Church Of St Chad is a Grade II listed building in the Sheffield local planning authority area, England. First listed on 12 December 1995. Parish church.
Church Of St Chad
- WRENN ID
- south-oriel-hemlock
- Grade
- II
- Local Planning Authority
- Sheffield
- Country
- England
- Date first listed
- 12 December 1995
- Type
- Parish church
- Source
- Historic England listing
Description
A parish church built in 1912 with later additions, designed by C & CM Hadfield. The chancel was added in 1933, and the north-west porch and vestry date from around 1960. The building is constructed of coursed squared stone with ashlar dressings and slate roofs with coped gables, featuring a plinth and moulded eaves throughout.
Plan and Exterior
The building comprises a chancel, vestries, a nave with clerestory and aisles, a west porch, an organ chamber and porch, and a north-west porch. The chancel's east end has a shallow gabled shouldered projection with square buttresses and a moulded round-arched recess containing a traceried round window with a panel below. A transverse corridor with four unequally spaced single light windows links small flat-roofed vestries, the southern one having a single light window in the return angle. The chancel has on either side a tall flat-headed double lancet with tracery, and on the north side a square external stack.
The nave comprises three bays with clerestory windows: on either side are three pairs of flat-headed two-light windows. The west gable features cross and gabled angle buttresses topped with crocketed pinnacles and is decorated with two traceried flat-headed double lancets with traceried panels below and an enriched band above. In the gable peak sits a moulded square traceried panel. A shallow west porch has a steep pitched gable flanked by buttresses with cross gabled pinnacles and a moulded pointed arched doorway, flanked on either side by a segment-arched recess.
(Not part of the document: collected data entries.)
//! Scoped rate limiter with lazy bucket creation and LRU eviction.

use crate::error::{CoreError, ErrorKind, Result};
use crate::token_bucket::{TokenBucket, TokenBucketConfig};
use std::collections::HashMap;
use std::sync::Mutex;
use std::time::{Duration, Instant};

/// Maximum number of live buckets before LRU eviction kicks in.
pub const MAX_BUCKETS: usize = 1000;

/// Buckets idle for longer than this are eligible for eviction.
pub const BUCKET_TTL: Duration = Duration::from_secs(5 * 60);

#[derive(Debug, Clone, Copy, PartialEq, Eq)]
pub enum Scope {
    Global,
    Provider,
    ProviderModel,
    ProviderModelKey,
}

/// The fields of an outgoing request that feed scope-key derivation. Only
/// `provider`, `model`, and `key_hash` contribute to the key; `endpoint` is
/// informational only.
#[derive(Debug, Clone, Default)]
pub struct RateLimitContext {
    pub provider: String,
    pub model: Option<String>,
    pub key_hash: Option<String>,
    pub endpoint: Option<String>,
}

impl RateLimitContext {
    pub fn new(provider: impl Into<String>) -> Self {
        Self {
            provider: provider.into(),
            model: None,
            key_hash: None,
            endpoint: None,
        }
    }

    /// The scope key string is an external contract, observability
    /// and logs rely on its exact form.
    pub fn scope_key(&self, scope: Scope) -> String {
        match scope {
            Scope::Global => "global".to_string(),
            Scope::Provider => self.provider.clone(),
            Scope::ProviderModel => {
                format!("{}:{}", self.provider, self.model.as_deref().unwrap_or(""))
            }
            Scope::ProviderModelKey => format!(
                "{}:{}:{}",
                self.provider,
                self.model.as_deref().unwrap_or(""),
                self.key_hash.as_deref().unwrap_or("")
            ),
        }
    }
}

#[derive(Debug, Clone)]
pub struct RateLimitConfig {
    pub max_rps: f64,
    pub burst: Option<f64>,
    pub scope: Scope,
    pub enabled: bool,
}

impl RateLimitConfig {
    pub fn new(max_rps: f64, scope: Scope) -> Result<Self> {
        let config = Self {
            max_rps,
            burst: None,
            scope,
            enabled: true,
        };
        config.validate()?;
        Ok(config)
    }

    pub fn with_burst(mut self, burst: f64) -> Result<Self> {
        self.burst = Some(burst);
        self.validate()?;
        Ok(self)
    }

    pub fn disabled(mut self) -> Self {
        self.enabled = false;
        self
    }

    fn validate(&self) -> Result<()> {
        if !self.max_rps.is_finite() || self.max_rps <= 0.0 {
            return Err(CoreError::new(ErrorKind::Validation, "max_rps must be > 0"));
        }
        if let Some(burst) = self.burst {
            if burst < self.max_rps {
                return Err(CoreError::new(
                    ErrorKind::Validation,
                    "burst must be >= max_rps",
                ));
            }
        }
        Ok(())
    }

    fn effective_burst(&self) -> f64 {
        self.burst.unwrap_or(self.max_rps)
    }
}

struct Entry {
    bucket: TokenBucket,
    last_used: Instant,
    inserted_at: Instant,
    sequence: u64,
}

#[derive(Debug, Clone, Copy)]
pub struct RateLimitStatus {
    pub enabled: bool,
}

struct Inner {
    config: RateLimitConfig,
    buckets: HashMap<String, Entry>,
    next_sequence: u64,
}

/// Scoped map of token buckets. `checkLimit` never blocks: denial is a
/// plain `false`; any waiting policy is the caller's concern (see
/// [`crate::transport::enhanced`]).
pub struct RateLimiter {
    inner: Mutex<Inner>,
}

impl RateLimiter {
    pub fn new(config: RateLimitConfig) -> Self {
        Self {
            inner: Mutex::new(Inner {
                config,
                buckets: HashMap::new(),
                next_sequence: 0,
            }),
        }
    }

    /// Check and consume one token for the scope derived from `ctx`. Never
    /// blocks; lazily creates the bucket on first use of its scope key.
    pub fn check_limit(&self, ctx: &RateLimitContext) -> bool {
        let mut inner = self.inner.lock().unwrap();
        if !inner.config.enabled {
            return true;
        }
        let now = Instant::now();
        let key = ctx.scope_key(inner.config.scope);
        let seq = inner.next_sequence;
        inner.next_sequence += 1;
        let max_tokens = inner.config.effective_burst();
        let refill_rate = inner.config.max_rps;

        if !inner.buckets.contains_key(&key) {
            evict_if_needed(&mut inner.buckets, MAX_BUCKETS - 1, now);
        }

        let entry = inner.buckets.entry(key).or_insert_with(|| Entry {
            bucket: TokenBucket::new(TokenBucketConfig::new(max_tokens, refill_rate)).expect(
                "rate limit config is validated on construction; max_tokens/refill_rate are always sane",
            ),
            last_used: now,
            inserted_at: now,
            sequence: seq,
        });
        entry.last_used = now;
        entry.bucket.consume_at(1.0, now)
    }

    /// Scope key, current tokens (defaulting to the configured maximum if no
    /// bucket exists yet), and the enabled flag, never mutates eviction
    /// state beyond touching the bucket's last-use timestamp.
    pub fn get_status(&self, ctx: &RateLimitContext) -> (String, f64, bool) {
        let mut inner = self.inner.lock().unwrap();
        let now = Instant::now();
        let key = ctx.scope_key(inner.config.scope);
        let enabled = inner.config.enabled;
        let default_tokens = inner.config.effective_burst();

        let tokens = if let Some(entry) = inner.buckets.get_mut(&key) {
            entry.last_used = now;
            entry.bucket.available_tokens_at(now)
        } else {
            default_tokens
        };

        (key, tokens, enabled)
    }

    /// Merge and validate config changes. Existing buckets keep running
    /// under their prior parameters until evicted; only newly-created
    /// buckets observe the updated config, an intentional best-effort
    /// choice documented in DESIGN.md rather than a live rebuild.
    pub fn update_config(&self, f: impl FnOnce(&mut RateLimitConfig)) -> Result<()> {
        let mut inner = self.inner.lock().unwrap();
        let mut candidate = inner.config.clone();
        f(&mut candidate);
        candidate.validate()?;
        inner.config = candidate;
        Ok(())
    }

    pub fn bucket_count(&self) -> usize {
        self.inner.lock().unwrap().buckets.len()
    }

    pub fn reset(&self) {
        self.inner.lock().unwrap().buckets.clear();
    }
}

/// Evict buckets past their TTL, then LRU-evict down to `cap` remaining
/// slots (to make room for the bucket about to be inserted). Ties broken by
/// earliest insertion: the earliest-inserted bucket loses.
fn evict_if_needed(buckets: &mut HashMap<String, Entry>, cap: usize, now: Instant) {
    let expired: Vec<String> = buckets
        .iter()
        .filter(|(_, e)| now.saturating_duration_since(e.last_used) > BUCKET_TTL)
        .map(|(k, _)| k.clone())
        .collect();
    for key in expired {
        buckets.remove(&key);
    }

    while buckets.len() > cap {
        let victim = buckets
            .iter()
            .min_by_key(|(_, e)| (e.last_used, e.inserted_at, e.sequence))
            .map(|(k, _)| k.clone());
        match victim {
            Some(key) => {
                buckets.remove(&key);
            }
            None => break,
        }
    }
}

#[cfg(test)]
mod tests {
    use super::*;

    #[test]
    fn scope_key_forms_match_spec_contract() {
        let ctx = RateLimitContext {
            provider: "anthropic".into(),
            model: Some("claude".into()),
            key_hash: Some("abcd1234".into()),
            endpoint: Some("/v1/messages".into()),
        };
        assert_eq!(ctx.scope_key(Scope::Global), "global");
        assert_eq!(ctx.scope_key(Scope::Provider), "anthropic");
        assert_eq!(ctx.scope_key(Scope::ProviderModel), "anthropic:claude");
        assert_eq!(
            ctx.scope_key(Scope::ProviderModelKey),
            "anthropic:claude:abcd1234"
        );
    }

    #[test]
    fn missing_fields_serialize_as_empty_segments() {
        let ctx = RateLimitContext::new("openai");
        assert_eq!(ctx.scope_key(Scope::ProviderModel), "openai:");
        assert_eq!(ctx.scope_key(Scope::ProviderModelKey), "openai::");
    }

    #[test]
    fn scope_key_stable_regardless_of_endpoint_field() {
        let mut ctx = RateLimitContext {
            provider: "openai".into(),
            model: Some("gpt-4o".into()),
            key_hash: Some("xyz".into()),
            endpoint: Some("/v1/chat".into()),
        };
        let k1 = ctx.scope_key(Scope::ProviderModelKey);
        ctx.endpoint = Some("/v1/other".into());
        let k2 = ctx.scope_key(Scope::ProviderModelKey);
        assert_eq!(k1, k2);
    }

    #[test]
    fn disabled_limiter_always_allows() {
        let config = RateLimitConfig::new(1.0, Scope::Global).unwrap().disabled();
        let limiter = RateLimiter::new(config);
        let ctx = RateLimitContext::new("anthropic");
        for _ in 0..10 {
            assert!(limiter.check_limit(&ctx));
        }
    }

    #[test]
    fn burst_must_be_at_least_max_rps() {
        let config = RateLimitConfig::new(5.0, Scope::Global).unwrap();
        assert!(config.with_burst(1.0).is_err());
    }

    #[test]
    fn check_limit_denies_once_bucket_exhausted() {
        let config = RateLimitConfig::new(1.0, Scope::Provider).unwrap();
        let limiter = RateLimiter::new(config);
        let ctx = RateLimitContext::new("openai");
        assert!(limiter.check_limit(&ctx));
        assert!(!limiter.check_limit(&ctx));
    }

    #[test]
    fn lru_eviction_keeps_bucket_count_at_cap() {
        let config = RateLimitConfig::new(1.0, Scope::Provider).unwrap();
        let limiter = RateLimiter::new(config);
        for i in 0..(MAX_BUCKETS + 50) {
            let ctx = RateLimitContext::new(format!("provider-{i}"));
            limiter.check_limit(&ctx);
        }
        assert_eq!(limiter.bucket_count(), MAX_BUCKETS);
    }

    #[test]
    fn lru_eviction_removes_least_recently_touched_bucket() {
        let config = RateLimitConfig::new(1.0, Scope::Provider).unwrap();
        let limiter = RateLimiter::new(config);
        for i in 0..MAX_BUCKETS {
            let ctx = RateLimitContext::new(format!("provider-{i}"));
            limiter.check_limit(&ctx);
        }
        // Touch everything except provider-0 so it becomes the LRU victim.
        for i in 1..MAX_BUCKETS {
            let ctx = RateLimitContext::new(format!("provider-{i}"));
            limiter.get_status(&ctx);
        }
        let one_more = RateLimitContext::new("provider-new");
        limiter.check_limit(&one_more);

        assert_eq!(limiter.bucket_count(), MAX_BUCKETS);
        let (_, tokens, _) = limiter.get_status(&RateLimitContext::new("provider-0"));
        // Evicted bucket recreated fresh at full burst.
        assert_eq!(tokens, 1.0);
    }

    #[test]
    fn checking_an_existing_bucket_at_capacity_does_not_evict_itself() {
        let config = RateLimitConfig::new(1.0, Scope::Provider)
            .unwrap()
            .with_burst(5.0)
            .unwrap();
        let limiter = RateLimiter::new(config);
        for i in 0..MAX_BUCKETS {
            let ctx = RateLimitContext::new(format!("provider-{i}"));
            limiter.check_limit(&ctx);
        }
        // provider-0 is now the global LRU victim (oldest, untouched since).
        // Consume down its bucket so a reset would be observable.
        let victim = RateLimitContext::new("provider-0");
        limiter.check_limit(&victim);
        limiter.check_limit(&victim);
        let (_, tokens_before, _) = limiter.get_status(&victim);
        // Well below the 5.0 burst a reset would snap back to; generous
        // tolerance absorbs refill accrued during the loop above.
        assert!(tokens_before < 3.0, "tokens_before = {tokens_before}");

        // Still at capacity: checking the victim's own scope again must not
        // evict and recreate its own bucket fresh.
        limiter.check_limit(&victim);
        assert_eq!(limiter.bucket_count(), MAX_BUCKETS);
        let (_, tokens_after, _) = limiter.get_status(&victim);
        assert!(tokens_after < 3.0, "tokens_after = {tokens_after}");
    }

    #[test]
    fn update_config_validates_merged_result() {
        let config = RateLimitConfig::new(2.0, Scope::Global).unwrap();
        let limiter = RateLimiter::new(config);
        let result = limiter.update_config(|c| c.max_rps = -1.0);
        assert!(result.is_err());
    }
}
The triple-gabled south aisle contains three large pointed arched windows, each with a central mullion containing a niche with tracery above it, flanked by double pointed arch lights with intersecting tracery. The three-bay north aisle features a string course, sillband and moulded coped parapet stepped above each bay, with a gabled buttress at the north-east corner. To the east are two windows similar to those in the south aisle; to the west is a gabled porch with cross and two narrow single lancets to the north. A single light flat-headed window faces west, and a cove-moulded flat-headed double door faces east. Each aisle terminates at the west end with an angle buttress, billeted eaves, coped parapet, and a flat-headed traceried four-light window.
The flat-roofed organ chamber and choir vestry, occupying the south transept position, has dentilled eaves and three tall round-headed lights to the south. To the east, in the return angle, sits a flat-roofed square porch with a door to the south and a three-light mullioned window to the east. At the position of the unbuilt north transept is a pointed arched opening with hoodmould and mid-20th-century glazing. To the north-east, a mid-20th-century flat-roofed porch and vestry features a central north door with overlight, flanked by three windows, those to the west being larger.
Interior
The chancel has a double coved arch with octagonal responds and a faience-tiled screen wall with chamfered coping. The roof is segment-arched and boarded with moulded ribs, arch braces and deep soffits. The east end features a projecting square reredos panel and above it a segment-arched recess with a traceried round window. The north side contains a double-chamfered pointed arched opening with mid-20th-century glazed screen and a doorway to the east. The south side has a flat-headed chamfered sedilia under the window to the east and to the west a pointed arched recess containing the organ.
The nave has three-bay arcades with double-chamfered arches and round piers without capitals. The roof is segment-arched and boarded with wall shafts on corbels, tie beams and king posts, with paired clerestory windows. The aisles have three-bay transverse arch-braced roofs with arch braces, wall shafts and corbels. Their west ends feature segment-arched openings with four-light traceried windows.
The south aisle contains three windows, the eastern one with stained glass dated 1919 and the central one with stained glass dated 1916. At its east end is a segmental pointed double-chamfered opening with traceried panelled wooden screen and double door. The north aisle features to the west a chamfered segment-arched doorway and to the east two windows, the eastern one with stained glass dated 1945, and at its east end a blocked arch similar to that in the south aisle.
Fittings
The church contains a square ashlar font with an inscribed bowl and lobed base with four corner shafts. A cast metal lectern in the form of an angel stands on an octagonal pedestal with steps and brass handrail, dated 1917. There is a panelled traceried octagonal wooden pulpit on an ashlar base. Panelled openwork stalls and desks with shaped ends date from around 1933. Memorials include a repousse copper plaque from 1919.